UNICEF launches food appeal for Kenya

July 26, 2011 2:46 pm


NAIROBI, Kenya, Jul 26 – UNICEF Country Representative Olivia Yambi has called for urgent response to the famine that has led to high death rates of women and children in the Northern part of the country.

Speaking at a press briefing on Tuesday, she said children were the most affected with high records of serious malnutrition levels and death rates.“The crisis is very serious, the shock hits hardest on children and women. Many districts in Kenya show elevated levels of malnutrition. Children too small, too light too short for their age,” she said.

Ms Yambi expressed sadness that the famine was a step backward on the gains made in reducing maternal mortalities. Turkana – where famine has dug its claws deep – is one of the areas she identified as the most affected with a global acute malnutrition of 37.5 percent. Though she noted that interventions were in place to arrest the situation, she said there were fears that it would get worse and more people would be affected by the famine.

According to her, 385,000 children in North Eastern had malnutrition while 90,000 pregnant and lactating mothers were also affected. Apart from the hunger, she said many people lost their lives traveling in search of food and water. She also drew her attention to the dangers of long journeys where crime especially sexual abuse was a common occurrence.

The spread of diseases like measles and polio were also some of the concerns she raised. Ms Yambi cautioned that if no action was taken, the situations would soon become unmanageable owing it to the lack of enough resources to cater for food, water, medication, sanitation and housing. In view of the refugees from Somalia UNHCR Representative Elike Segbor said discussions with the government on the opening of the Ifo 2 camp had materialised and already 300 tents had been set up and 1,500 refugees moved in.

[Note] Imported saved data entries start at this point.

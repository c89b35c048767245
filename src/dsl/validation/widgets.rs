//! Recursive widget-tree checks.

use std::collections::HashSet;

use serde_json::Value;

use crate::dsl::schema::FRAGMENT_TYPE;
use crate::widgets::WidgetRegistry;

use super::context::ValidationContext;
use super::template::{
    json_kind, optional_string, require_array, require_nonempty_string, require_object,
};
use super::types::codes;

/// Check every node in a widget array, one path index per element.
pub(crate) fn check_widget_list(
    items: &[Value],
    registry: &WidgetRegistry,
    declared_actions: Option<&HashSet<String>>,
    ctx: &mut ValidationContext,
) {
    for (i, item) in items.iter().enumerate() {
        ctx.push_index(i);
        check_widget(item, registry, declared_actions, ctx);
        ctx.pop();
    }
}

fn check_widget(
    value: &Value,
    registry: &WidgetRegistry,
    declared_actions: Option<&HashSet<String>>,
    ctx: &mut ValidationContext,
) {
    let Some(obj) = require_object(value, "widget node", ctx) else {
        return;
    };

    let widget_type = require_nonempty_string(obj, "type", ctx);
    let is_fragment = widget_type == Some(FRAGMENT_TYPE);

    if is_fragment {
        // Fragment references are structural; the registry never sees them.
        require_nonempty_string(obj, "fragmentId", ctx);
        if let Some(props) = obj.get("props") {
            if !props.is_object() {
                ctx.error_at(
                    "props",
                    codes::INVALID_TYPE,
                    format!("fragment props must be an object, got {}", json_kind(props)),
                );
            }
        }
    } else {
        if let Some(t) = widget_type {
            if !registry.contains(t) {
                ctx.push("type");
                ctx.error(codes::UNKNOWN_WIDGET, format!("unknown widget type \"{}\"", t));
                ctx.pop();
            }
        }
        ctx.push("props");
        match obj.get("props") {
            None => ctx.error(codes::MISSING_FIELD, "missing required field \"props\""),
            Some(props) if !props.is_object() => ctx.error(
                codes::INVALID_TYPE,
                format!("props must be an object, got {}", json_kind(props)),
            ),
            Some(_) => {}
        }
        ctx.pop();
    }

    optional_string(obj, "id", ctx);

    if let Some(bindings) = obj.get("bindings") {
        ctx.push("bindings");
        if let Some(map) = require_object(bindings, "bindings", ctx) {
            for (prop, path) in map {
                if !path.is_string() {
                    ctx.error_at(prop, codes::INVALID_TYPE, "binding path must be a string");
                }
            }
        }
        ctx.pop();
    }

    if let Some(actions) = obj.get("actions") {
        ctx.push("actions");
        if let Some(map) = require_object(actions, "actions", ctx) {
            for (event, action_id) in map {
                ctx.push(event);
                match action_id.as_str() {
                    None => ctx.error(
                        codes::INVALID_TYPE,
                        "action reference must be a string action id",
                    ),
                    Some(id) => {
                        // A reference outside the declared list still renders
                        // when the host supplies onAction, so warn only.
                        if let Some(declared) = declared_actions {
                            if !declared.contains(id) {
                                ctx.warning(
                                    codes::UNKNOWN_ACTION_REF,
                                    format!(
                                        "action \"{}\" is not declared in the template's action list",
                                        id
                                    ),
                                );
                            }
                        }
                    }
                }
                ctx.pop();
            }
        }
        ctx.pop();
    }

    if let Some(condition) = obj.get("condition") {
        if !condition.is_string() {
            ctx.push("condition");
            ctx.error(codes::INVALID_TYPE, "condition must be an expression string");
            ctx.pop();
        }
    }

    if let Some(loop_spec) = obj.get("loop") {
        ctx.push("loop");
        if let Some(loop_obj) = require_object(loop_spec, "loop", ctx) {
            require_nonempty_string(loop_obj, "items", ctx);
            optional_string(loop_obj, "itemVar", ctx);
            optional_string(loop_obj, "indexVar", ctx);
            optional_string(loop_obj, "keyExpr", ctx);
        }
        ctx.pop();
    }

    if let Some(children) = obj.get("children") {
        ctx.push("children");
        if let Some(kids) = require_array(children, "children", ctx) {
            if let Some(t) = widget_type {
                if is_fragment {
                    ctx.warning(
                        codes::NON_CONTAINER_CHILDREN,
                        "fragment references do not render children",
                    );
                } else if let Some(adapter) = registry.get(t) {
                    if !adapter.has_children() {
                        ctx.warning(
                            codes::NON_CONTAINER_CHILDREN,
                            format!("widget type \"{}\" does not render children", t),
                        );
                    }
                }
            }
            for (j, kid) in kids.iter().enumerate() {
                ctx.push_index(j);
                check_widget(kid, registry, declared_actions, ctx);
                ctx.pop();
            }
        }
        ctx.pop();
    }
}
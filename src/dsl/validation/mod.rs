//! Template and fragment validation.
//!
//! The validators are total: they accept any decoded value, never panic,
//! and collect every finding in one pass without short-circuiting across
//! sibling checks. A document is valid iff it has zero error-level
//! diagnostics; warnings never block rendering.

mod context;
mod template;
mod types;
mod widgets;

pub use types::{codes, Diagnostic, DiagnosticLevel, ValidationReport};

use serde_json::Value;

use crate::error::TemplateError;
use crate::widgets::WidgetRegistry;

use context::ValidationContext;

/// Check an arbitrary decoded value against the page-template shape.
pub fn validate_template(value: &Value, registry: &WidgetRegistry) -> ValidationReport {
    let mut ctx = ValidationContext::new();
    template::check_template(value, registry, &mut ctx);
    ctx.into_report()
}

/// Check an arbitrary decoded value against the fragment shape.
pub fn validate_fragment(value: &Value, registry: &WidgetRegistry) -> ValidationReport {
    let mut ctx = ValidationContext::new();
    template::check_fragment(value, registry, &mut ctx);
    ctx.into_report()
}

pub fn is_valid_template(value: &Value, registry: &WidgetRegistry) -> bool {
    validate_template(value, registry).is_valid
}

pub fn is_valid_fragment(value: &Value, registry: &WidgetRegistry) -> bool {
    validate_fragment(value, registry).is_valid
}

/// Validate and convert invalidity into a hard error for call sites that
/// have chosen to treat it as fatal (build-time checks, test fixtures).
pub fn assert_valid_template(value: &Value, registry: &WidgetRegistry) -> Result<(), TemplateError> {
    let report = validate_template(value, registry);
    if report.is_valid {
        Ok(())
    } else {
        Err(TemplateError::ValidationFailed(Box::new(report)))
    }
}

pub fn assert_valid_fragment(value: &Value, registry: &WidgetRegistry) -> Result<(), TemplateError> {
    let report = validate_fragment(value, registry);
    if report.is_valid {
        Ok(())
    } else {
        Err(TemplateError::ValidationFailed(Box::new(report)))
    }
}

#[cfg(test)]
mod tests {
    use super::*;
    use serde_json::{json, Value};

    fn registry() -> WidgetRegistry {
        WidgetRegistry::with_builtins()
    }

    #[test]
    fn test_minimal_valid_template() {
        let value = json!({"id": "p1", "name": "Page", "widgets": []});
        let report = validate_template(&value, &registry());
        assert!(report.is_valid, "{:?}", report.diagnostics);
        assert!(report.diagnostics.is_empty());
    }

    #[test]
    fn test_totality_over_non_objects() {
        let reg = registry();
        for value in [
            Value::Null,
            json!(42),
            json!("just a string"),
            json!(true),
            json!([1, 2, 3]),
        ] {
            let report = validate_template(&value, &reg);
            assert!(!report.is_valid);
            assert!(report
                .diagnostics
                .iter()
                .any(|d| d.code == codes::INVALID_ROOT));
        }
    }

    #[test]
    fn test_missing_required_fields_all_reported() {
        let report = validate_template(&json!({}), &registry());
        assert!(!report.is_valid);
        let missing: Vec<&str> = report
            .diagnostics
            .iter()
            .filter(|d| d.code == codes::MISSING_FIELD)
            .map(|d| d.path.as_str())
            .collect();
        assert!(missing.contains(&"id"));
        assert!(missing.contains(&"name"));
        assert!(missing.contains(&"widgets"));
    }

    #[test]
    fn test_unknown_widget_rejected_with_path() {
        let value = json!({
            "id": "p1",
            "name": "Page",
            "widgets": [{"type": "doesNotExist", "props": {}}]
        });
        let report = validate_template(&value, &registry());
        assert!(!report.is_valid);
        let diag = report
            .diagnostics
            .iter()
            .find(|d| d.code == codes::UNKNOWN_WIDGET)
            .expect("unknown widget diagnostic");
        assert_eq!(diag.path, "widgets.0.type");
    }

    #[test]
    fn test_duplicate_action_ids_do_not_mask_other_errors() {
        let value = json!({
            "id": "p1",
            "name": "Page",
            "actions": [
                {"id": "x", "type": "navigate", "path": "/a"},
                {"id": "x", "type": "navigate", "path": "/b"},
                {"id": "y", "type": "bogus"}
            ],
            "widgets": [{"type": "doesNotExist", "props": {}}]
        });
        let report = validate_template(&value, &registry());
        assert!(!report.is_valid);
        assert!(report.diagnostics.iter().any(|d| d.code == codes::DUPLICATE_ID
            && d.path == "actions.1.id"));
        assert!(report
            .diagnostics
            .iter()
            .any(|d| d.code == codes::INVALID_ACTION && d.path == "actions.2.type"));
        assert!(report
            .diagnostics
            .iter()
            .any(|d| d.code == codes::UNKNOWN_WIDGET));
    }

    #[test]
    fn test_children_on_non_container_is_warning_only() {
        let value = json!({
            "id": "p1",
            "name": "Page",
            "widgets": [{
                "type": "text",
                "props": {"text": "hi"},
                "children": [{"type": "text", "props": {"text": "nested"}}]
            }]
        });
        let report = validate_template(&value, &registry());
        assert!(report.is_valid);
        let warning = report
            .warnings()
            .into_iter()
            .find(|d| d.code == codes::NON_CONTAINER_CHILDREN)
            .expect("non-container warning");
        assert_eq!(warning.path, "widgets.0.children");
    }

    #[test]
    fn test_nested_child_error_paths() {
        let value = json!({
            "id": "p1",
            "name": "Page",
            "widgets": [{
                "type": "container",
                "props": {},
                "children": [
                    {"type": "text", "props": {"text": "a"}},
                    {"type": "nope", "props": {}}
                ]
            }]
        });
        let report = validate_template(&value, &registry());
        let diag = report
            .diagnostics
            .iter()
            .find(|d| d.code == codes::UNKNOWN_WIDGET)
            .unwrap();
        assert_eq!(diag.path, "widgets.0.children.1.type");
    }

    #[test]
    fn test_fragment_reference_skips_registry_lookup() {
        let value = json!({
            "id": "p1",
            "name": "Page",
            "widgets": [{"type": "fragment", "fragmentId": "header"}]
        });
        let report = validate_template(&value, &registry());
        assert!(report.is_valid, "{:?}", report.diagnostics);

        let value = json!({
            "id": "p1",
            "name": "Page",
            "widgets": [{"type": "fragment"}]
        });
        let report = validate_template(&value, &registry());
        assert!(!report.is_valid);
        assert!(report.diagnostics.iter().any(|d| d.code == codes::MISSING_FIELD
            && d.path == "widgets.0.fragmentId"));
    }

    #[test]
    fn test_layout_and_direction_checks() {
        let value = json!({
            "id": "p1",
            "name": "Page",
            "layout": {"type": "circular"},
            "widgets": []
        });
        let report = validate_template(&value, &registry());
        assert!(report.diagnostics.iter().any(|d| d.code == codes::INVALID_LAYOUT
            && d.path == "layout.type"));

        let value = json!({
            "id": "p1",
            "name": "Page",
            "layout": {"type": "flex", "direction": "diagonal"},
            "widgets": []
        });
        let report = validate_template(&value, &registry());
        assert!(report.diagnostics.iter().any(|d| d.code == codes::INVALID_DIRECTION
            && d.path == "layout.direction"));
    }

    #[test]
    fn test_action_variant_required_fields() {
        let value = json!({
            "id": "p1",
            "name": "Page",
            "actions": [
                {"id": "go", "type": "navigate"},
                {"id": "save", "type": "setState"},
                {"id": "fetch", "type": "api", "apiRoute": "/x"},
                {"id": "ext", "type": "custom"}
            ],
            "widgets": []
        });
        let report = validate_template(&value, &registry());
        let paths: Vec<&str> = report
            .diagnostics
            .iter()
            .filter(|d| d.code == codes::MISSING_FIELD)
            .map(|d| d.path.as_str())
            .collect();
        assert!(paths.contains(&"actions.0.path"));
        assert!(paths.contains(&"actions.1.stateUpdates"));
        assert!(paths.contains(&"actions.2.method"));
        assert!(paths.contains(&"actions.3.handler"));
    }

    #[test]
    fn test_unknown_action_ref_is_warning() {
        let value = json!({
            "id": "p1",
            "name": "Page",
            "actions": [{"id": "save", "type": "setState", "stateUpdates": {}}],
            "widgets": [{
                "type": "button",
                "props": {"label": "Go"},
                "actions": {"click": "missing-action"}
            }]
        });
        let report = validate_template(&value, &registry());
        assert!(report.is_valid);
        assert!(report.warnings().iter().any(|d| d.code == codes::UNKNOWN_ACTION_REF
            && d.path == "widgets.0.actions.click"));
    }

    #[test]
    fn test_setstate_unknown_key_lint() {
        let value = json!({
            "id": "p1",
            "name": "Page",
            "state": {"initial": {"count": 0}},
            "actions": [{"id": "bump", "type": "setState", "stateUpdates": {"cuont": 1}}],
            "widgets": []
        });
        let report = validate_template(&value, &registry());
        assert!(report.is_valid);
        assert!(report.warnings().iter().any(|d| d.code == codes::UNKNOWN_STATE_KEY
            && d.path == "actions.0.stateUpdates.cuont"));
    }

    #[test]
    fn test_assert_valid_template_error_summary() {
        let value = json!({"name": "Page", "widgets": []});
        let err = assert_valid_template(&value, &registry()).unwrap_err();
        let text = err.to_string();
        assert!(text.contains("id"), "summary should cite the path: {}", text);
    }

    #[test]
    fn test_validate_fragment_shape() {
        let value = json!({
            "id": "header",
            "name": "Header",
            "props": {"title": {"type": "string", "required": true}},
            "widgets": [{"type": "heading", "props": {"level": 1}}]
        });
        let report = validate_fragment(&value, &registry());
        assert!(report.is_valid, "{:?}", report.diagnostics);

        let report = validate_fragment(&json!({"id": "x", "name": "X"}), &registry());
        assert!(!report.is_valid);
        assert!(report.diagnostics.iter().any(|d| d.path == "widgets"));
    }
}
//! Error types for the template engine.
//!
//! - [`TemplateError`]: hard failures at explicit boundaries (asserts,
//!   serialization, file loading). Soft failures never use it: parsing and
//!   validation report through result objects, and render-time problems
//!   degrade with a log line instead of propagating.

pub mod template_error;

pub use template_error::TemplateError;

/// Convenience alias for fallible engine operations.
pub type TemplateResult<T> = Result<T, TemplateError>;
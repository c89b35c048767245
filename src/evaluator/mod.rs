//! Expression evaluation against live page scope: dotted-path lookup,
//! the restricted condition language, and the JSON coercion rules they
//! share.

pub mod condition;
pub mod path;
pub mod type_coercion;

pub use condition::{
    evaluate_condition, evaluate_expr, evaluate_value, parse_condition, ConditionError,
    ConditionExpr, Operand,
};
pub use path::{PathError, Scope};
pub use type_coercion::{is_truthy, loosely_equal, value_to_f64, value_to_string};
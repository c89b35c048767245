//! Template parser: turns raw JSON/YAML text into validated documents.
//!
//! Parsing never returns `Err` and never panics: every attempt produces a
//! [`ParseOutcome`] carrying either the typed document or the reason it was
//! rejected (decode failure or validation report), so tooling can report
//! every problem across a batch of documents in one pass.

use std::collections::HashMap;
use std::path::Path;

use serde::de::DeserializeOwned;
use serde::Serialize;
use serde_json::Value;

use crate::error::TemplateError;
use crate::widgets::WidgetRegistry;

use super::schema::{PageTemplate, TemplateFragment};
use super::validation::{self, ValidationReport};

/// Supported document formats.
#[derive(Debug, Clone, Copy, PartialEq, Eq)]
pub enum TemplateFormat {
    /// JSON format (`.json`).
    Json,
    /// YAML format (`.yaml` / `.yml`).
    Yaml,
}

/// Heuristic detection: trimmed text opening with `{` or `[` is JSON,
/// anything else is YAML.
pub fn detect_format(text: &str) -> TemplateFormat {
    let trimmed = text.trim_start();
    if trimmed.starts_with('{') || trimmed.starts_with('[') {
        TemplateFormat::Json
    } else {
        TemplateFormat::Yaml
    }
}

/// Pick a format from the file extension, content-sniffing anything else.
pub fn format_for_path(path: &Path, content: &str) -> TemplateFormat {
    match path.extension().and_then(|e| e.to_str()) {
        Some("json") => TemplateFormat::Json,
        Some("yaml") | Some("yml") => TemplateFormat::Yaml,
        _ => detect_format(content),
    }
}

/// Result object for one parse attempt.
///
/// `success` implies `data` is present and `validation.is_valid`; a decode
/// failure carries `parse_error` plus an empty invalid report; a decodable
/// but invalid document carries the full report and no data.
#[derive(Debug, Clone)]
pub struct ParseOutcome<T> {
    pub success: bool,
    pub data: Option<T>,
    pub parse_error: Option<String>,
    pub validation: ValidationReport,
}

pub type TemplateParseOutcome = ParseOutcome<PageTemplate>;
pub type FragmentParseOutcome = ParseOutcome<TemplateFragment>;

impl<T> ParseOutcome<T> {
    fn parse_failure(message: String) -> Self {
        ParseOutcome {
            success: false,
            data: None,
            parse_error: Some(message),
            validation: ValidationReport::failed_empty(),
        }
    }

    fn invalid(validation: ValidationReport) -> Self {
        ParseOutcome {
            success: false,
            data: None,
            parse_error: None,
            validation,
        }
    }
}

fn decode_value(text: &str, format: TemplateFormat) -> Result<Value, String> {
    match format {
        TemplateFormat::Json => serde_json::from_str(text).map_err(|e| e.to_string()),
        TemplateFormat::Yaml => serde_yaml::from_str(text).map_err(|e| e.to_string()),
    }
}

fn parse_document<T, V>(
    text: &str,
    format: Option<TemplateFormat>,
    registry: &WidgetRegistry,
    validate: V,
) -> ParseOutcome<T>
where
    T: DeserializeOwned,
    V: Fn(&Value, &WidgetRegistry) -> ValidationReport,
{
    let format = format.unwrap_or_else(|| detect_format(text));
    let value = match decode_value(text, format) {
        Ok(value) => value,
        Err(message) => return ParseOutcome::parse_failure(message),
    };

    let validation = validate(&value, registry);
    if !validation.is_valid {
        return ParseOutcome::invalid(validation);
    }

    match serde_json::from_value::<T>(value) {
        Ok(data) => ParseOutcome {
            success: true,
            data: Some(data),
            parse_error: None,
            validation,
        },
        Err(e) => ParseOutcome::parse_failure(e.to_string()),
    }
}

/// Parse one template document; `format` falls back to [`detect_format`].
pub fn parse_template(
    text: &str,
    format: Option<TemplateFormat>,
    registry: &WidgetRegistry,
) -> TemplateParseOutcome {
    parse_document(text, format, registry, validation::validate_template)
}

/// Parse one fragment document; `format` falls back to [`detect_format`].
pub fn parse_fragment(
    text: &str,
    format: Option<TemplateFormat>,
    registry: &WidgetRegistry,
) -> FragmentParseOutcome {
    parse_document(text, format, registry, validation::validate_fragment)
}

/// Parse a template from disk. I/O failures surface as `parse_error`,
/// keeping the result-object contract.
pub fn parse_template_file(
    path: impl AsRef<Path>,
    registry: &WidgetRegistry,
) -> TemplateParseOutcome {
    let path = path.as_ref();
    match std::fs::read_to_string(path) {
        Ok(content) => {
            let format = format_for_path(path, &content);
            parse_template(&content, Some(format), registry)
        }
        Err(e) => ParseOutcome::parse_failure(format!("{}: {}", path.display(), e)),
    }
}

/// Parse a fragment from disk; see [`parse_template_file`].
pub fn parse_fragment_file(
    path: impl AsRef<Path>,
    registry: &WidgetRegistry,
) -> FragmentParseOutcome {
    let path = path.as_ref();
    match std::fs::read_to_string(path) {
        Ok(content) => {
            let format = format_for_path(path, &content);
            parse_fragment(&content, Some(format), registry)
        }
        Err(e) => ParseOutcome::parse_failure(format!("{}: {}", path.display(), e)),
    }
}

/// Load a template from disk, treating any failure as fatal.
pub fn load_template_file(
    path: impl AsRef<Path>,
    registry: &WidgetRegistry,
) -> Result<PageTemplate, TemplateError> {
    let path = path.as_ref();
    let content = std::fs::read_to_string(path)?;
    let format = format_for_path(path, &content);
    let outcome = parse_template(&content, Some(format), registry);
    match (outcome.data, outcome.parse_error) {
        (Some(template), _) => Ok(template),
        (None, Some(message)) => Err(TemplateError::Parse(message)),
        (None, None) => Err(TemplateError::ValidationFailed(Box::new(outcome.validation))),
    }
}

// ================================
// Serialization
// ================================

fn to_json_string<T: Serialize>(value: &T) -> Result<String, TemplateError> {
    serde_json::to_string_pretty(value).map_err(|e| TemplateError::Serialize(e.to_string()))
}

fn to_yaml_string<T: Serialize>(value: &T) -> Result<String, TemplateError> {
    serde_yaml::to_string(value).map_err(|e| TemplateError::Serialize(e.to_string()))
}

pub fn serialize_template_to_json(template: &PageTemplate) -> Result<String, TemplateError> {
    to_json_string(template)
}

pub fn serialize_template_to_yaml(template: &PageTemplate) -> Result<String, TemplateError> {
    to_yaml_string(template)
}

pub fn serialize_fragment_to_json(fragment: &TemplateFragment) -> Result<String, TemplateError> {
    to_json_string(fragment)
}

pub fn serialize_fragment_to_yaml(fragment: &TemplateFragment) -> Result<String, TemplateError> {
    to_yaml_string(fragment)
}

// ================================
// Batch operations
// ================================

/// Parse a batch of template texts, keyed by each parsed template's id.
/// Texts that never produced an id get a synthetic `invalid-{index}` key.
pub fn parse_templates(
    texts: &[&str],
    registry: &WidgetRegistry,
) -> HashMap<String, TemplateParseOutcome> {
    let mut outcomes = HashMap::new();
    for (index, text) in texts.iter().enumerate() {
        let outcome = parse_template(text, None, registry);
        let key = match &outcome.data {
            Some(template) => template.id.clone(),
            None => format!("invalid-{}", index),
        };
        outcomes.insert(key, outcome);
    }
    outcomes
}

/// Append each fragment's widgets onto the base template's widget list.
/// Plain concatenation: no collision resolution, append order is render
/// order.
pub fn merge_fragments_into_template(
    base: &PageTemplate,
    fragments: &[TemplateFragment],
) -> PageTemplate {
    let mut merged = base.clone();
    for fragment in fragments {
        merged.widgets.extend(fragment.widgets.iter().cloned());
    }
    merged
}
use serde_json::{Map, Value};
use thiserror::Error;

/// Raised by the strict walker when a dotted path steps through a value
/// that cannot be stepped into (an undefined intermediate or `null`).
#[derive(Debug, Clone, Error, PartialEq)]
#[error("cannot read \"{segment}\" in path \"{path}\"")]
pub struct PathError {
    pub path: String,
    pub segment: String,
}

impl PathError {
    fn new(path: &str, segment: &str) -> Self {
        Self {
            path: path.to_string(),
            segment: segment.to_string(),
        }
    }
}

/// Lookup scope for one render pass: a base object (state merged with
/// request data) plus a stack of named overlays for loop variables and
/// fragment props. Later overlays shadow earlier ones, and every overlay
/// shadows the base.
#[derive(Debug, Clone)]
pub struct Scope<'a> {
    base: &'a Map<String, Value>,
    overlays: Vec<(String, Value)>,
}

impl<'a> Scope<'a> {
    pub fn new(base: &'a Map<String, Value>) -> Self {
        Self {
            base,
            overlays: Vec::new(),
        }
    }

    /// Push a named variable for the duration of a subtree walk.
    pub fn push_var(&mut self, name: impl Into<String>, value: Value) {
        self.overlays.push((name.into(), value));
    }

    /// Pop the most recent variable. Pushes and pops must pair up around
    /// each subtree.
    pub fn pop_var(&mut self) {
        self.overlays.pop();
    }

    fn lookup_root(&self, segment: &str) -> Option<&Value> {
        for (name, value) in self.overlays.iter().rev() {
            if name == segment {
                return Some(value);
            }
        }
        self.base.get(segment)
    }

    /// Lenient dotted-path resolution, used by prop bindings. Any miss
    /// along the way, including stepping into a scalar, yields `None`.
    pub fn resolve(&self, path: &str) -> Option<&Value> {
        let mut segments = path.split('.');
        let mut current = self.lookup_root(segments.next()?)?;
        for segment in segments {
            current = step(current, segment)?;
        }
        Some(current)
    }

    /// Strict dotted-path resolution, used by condition expressions.
    /// Mirrors property access in a dynamic language: reading a key off
    /// an undefined intermediate or off `null` is an error, reading a
    /// key off a scalar yields undefined, and a missing final key is
    /// undefined rather than an error.
    pub fn resolve_strict(&self, path: &str) -> Result<Option<&Value>, PathError> {
        let mut current: Option<&Value> = None;
        for (i, segment) in path.split('.').enumerate() {
            current = if i == 0 {
                self.lookup_root(segment)
            } else {
                match current {
                    None => return Err(PathError::new(path, segment)),
                    Some(Value::Null) => return Err(PathError::new(path, segment)),
                    Some(container) => step(container, segment),
                }
            };
        }
        Ok(current)
    }
}

/// One step of a path walk. Objects step by key, arrays step by numeric
/// index, everything else dead-ends.
fn step<'v>(current: &'v Value, segment: &str) -> Option<&'v Value> {
    match current {
        Value::Object(map) => map.get(segment),
        Value::Array(items) => segment.parse::<usize>().ok().and_then(|i| items.get(i)),
        _ => None,
    }
}
use anyhow::Result;
use tokio::signal;
use tracing::{error, info};

use intranet_messaging::settings::Settings;

mod server;

#[tokio::main]
async fn main() -> Result<()> {
    // stdout carries the MCP transport.
    tracing_subscriber::fmt()
        .with_env_filter(tracing_subscriber::EnvFilter::from_default_env())
        .with_writer(std::io::stderr)
        .init();

    info!("starting intranet-messaging-mcp");

    let config = Settings::load()?;
    let server = server::Server::new(config).await?;

    tokio::select! {
        result = server.run() => {
            if let Err(err) = result {
                error!(?err, "server terminated with error");
            }
        }
        _ = signal::ctrl_c() => {
            info!("shutdown signal received");
        }
    }

    server.shutdown().await;
    Ok(())
}
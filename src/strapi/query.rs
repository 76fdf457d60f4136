//! Strapi's bracketed query-string conventions
//! (`filters[sender][id][$ne]=4`, `pagination[pageSize]=50`, `sort=id:asc`).

use std::fmt::Display;

#[derive(Debug, Clone, Default, PartialEq, Eq)]
pub struct Query {
    pairs: Vec<(String, String)>,
    populate: usize,
}

impl Query {
    pub fn new() -> Self {
        Self::default()
    }

    /// `path` is the field path followed by the operator, e.g.
    /// `["conversation", "id", "$eq"]`.
    pub fn filter(mut self, path: &[&str], value: impl Display) -> Self {
        let key = path
            .iter()
            .fold(String::from("filters"), |mut key, segment| {
                key.push('[');
                key.push_str(segment);
                key.push(']');
                key
            });
        self.pairs.push((key, value.to_string()));
        self
    }

    pub fn sort(mut self, sort: &str) -> Self {
        self.pairs.push(("sort".to_string(), sort.to_string()));
        self
    }

    pub fn page_size(mut self, size: usize) -> Self {
        self.pairs
            .push(("pagination[pageSize]".to_string(), size.to_string()));
        self
    }

    pub fn populate(mut self, field: &str) -> Self {
        self.pairs
            .push((format!("populate[{}]", self.populate), field.to_string()));
        self.populate += 1;
        self
    }

    pub fn pairs(&self) -> &[(String, String)] {
        &self.pairs
    }
}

However, he said preparations were still ongoing to clear the outskirts of the camp which has about 80,000 people living there. Mr Segbor further revealed that the government of Kenya had agreed to open a transit centre where people entering Kenya from Somalia have to pass through for screening and proper registration. He said it was one of the steps identified to address security concerns raised over the upsurge of refugees in the country.

Despite the gesture he said there was tension between the refugees coming in the camp and the host communities which he said UNHCR and the government was discussing to see how peace will prevail among them. He also appealed to the international community to support Kenya handle the growing numbers of refugees entering the country on a daily basis.

World Food Programme Director Pippa Bradford said 2.4 million people were under the brackets of food insecurity and like the rest of the donors he was certain that the numbers would increase hence the need of increasing the supplies. He predicted that by next month the numbers will rise to 3.5 million people who will be in need of food.